Due sono i suoi scritti più famosi: la sua lettera di risposta ai cappellani militari che si schierarono contro la nascente obiezione di coscienza (la leva era obbligatoria, e chi si voleva sottrarre a questa inutile e assurda corvée o si faceva raccomandare, spesso riuscendoci, o si dichiarava obiettore, e all'inizio andava in galera, poi una legge lo consentì ma senza impedire angherie e ingiustizie: ai miei tempi una commissione sindacava volgarmente i tuoi principi e poi comunque ti facevano fare otto mesi di servizio in più, cioè se non avevi un lavoro allontanando il momento che potevi cominciare a cercartelo, se come me lo avevi togliendoti 20 mesi di stipendio, 26 se eri di marina, comunque otto in più), famosa per la frase che dà il titolo a questo post, è perfettamente adatta a descrivere anche quello che sarebbe successo nei decenni successivi fino alla guerra in cronaca; e la Lettera a una professoressa, scritta assieme ai suoi alunni, folgorava sulla via di Damasco noi ragazzi che la leggevamo in quegli anni.
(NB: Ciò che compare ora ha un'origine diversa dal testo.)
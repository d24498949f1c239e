//! Transit route queries.
//!
//! `RouteQueryClient` is the thin mapping between a transit question
//! ("from A to B, leaving then") and normalised `Itinerary` records.

use async_trait::async_trait;
use tracing::debug;

use crate::domain::{Itinerary, LocationCandidate};

use super::client::{DepartAt, DirectionsApi, DirectionsRequest};
use super::convert::convert_routes;
use super::error::DirectionsError;

/// Error from a transit route query.
#[derive(Debug, thiserror::Error)]
pub enum RouteQueryError {
    /// The provider returned zero candidate routes
    #[error("no routes found")]
    NoRoutesFound,

    /// Transport, parsing or API failure talking to the provider
    #[error("directions provider error: {0}")]
    Provider(#[source] DirectionsError),
}

impl From<DirectionsError> for RouteQueryError {
    fn from(err: DirectionsError) -> Self {
        match err {
            DirectionsError::ZeroResults => RouteQueryError::NoRoutesFound,
            other => RouteQueryError::Provider(other),
        }
    }
}

/// Trait for providing transit itineraries.
///
/// This abstraction allows the aggregator to be tested with mock data.
#[async_trait]
pub trait RouteSource: Send + Sync {
    /// Itineraries from `origin` to `destination` leaving at `depart_at`.
    ///
    /// With `alternatives` false the provider is asked for its single best
    /// route. Results are in provider order.
    async fn query_transit_routes(
        &self,
        origin: &LocationCandidate,
        destination: &LocationCandidate,
        depart_at: DepartAt,
        alternatives: bool,
    ) -> Result<Vec<Itinerary>, RouteQueryError>;
}

/// Route source backed by a directions API.
#[derive(Debug, Clone)]
pub struct RouteQueryClient<A> {
    api: A,
}

impl<A: DirectionsApi> RouteQueryClient<A> {
    pub fn new(api: A) -> Self {
        Self { api }
    }

    /// Access the underlying API.
    pub fn api(&self) -> &A {
        &self.api
    }
}

#[async_trait]
impl<A: DirectionsApi> RouteSource for RouteQueryClient<A> {
    async fn query_transit_routes(
        &self,
        origin: &LocationCandidate,
        destination: &LocationCandidate,
        depart_at: DepartAt,
        alternatives: bool,
    ) -> Result<Vec<Itinerary>, RouteQueryError> {
        let request =
            DirectionsRequest::transit(origin.clone(), destination.clone(), depart_at, alternatives);

        let response = self.api.directions(&request).await?;

        if response.routes.is_empty() {
            return Err(RouteQueryError::NoRoutesFound);
        }

        let itineraries = convert_routes(&response.routes);
        debug!(
            candidates = response.routes.len(),
            itineraries = itineraries.len(),
            depart_at = %depart_at.as_param(),
            "transit query"
        );

        Ok(itineraries)
    }
}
Anche voi che non seguite mai i link di cui dissemino i miei post, e siete la maggioranza, per i due di questo capoverso fate uno sforzo, è per il vostro bene.
La professoressa trattando tutti uguale credeva di essere giusta, ed era invece sommamente ingiusta in un contesto in cui le differenze di partenza erano enormi, e un famigerato articolo della Costituzione declamava che era compito della Repubblica neutralizzarle. Cos'altro sarebbe, se non questo, la democrazia? L'obbedienza non è una virtù, poi, se vogliamo è una stella polare, per l'esistenza di chi obbedisce a un ordine solo quando lo ha capito e in qualche modo condiviso, costi quel che costi. Cos'altro sarebbe, se non questo, la libertà?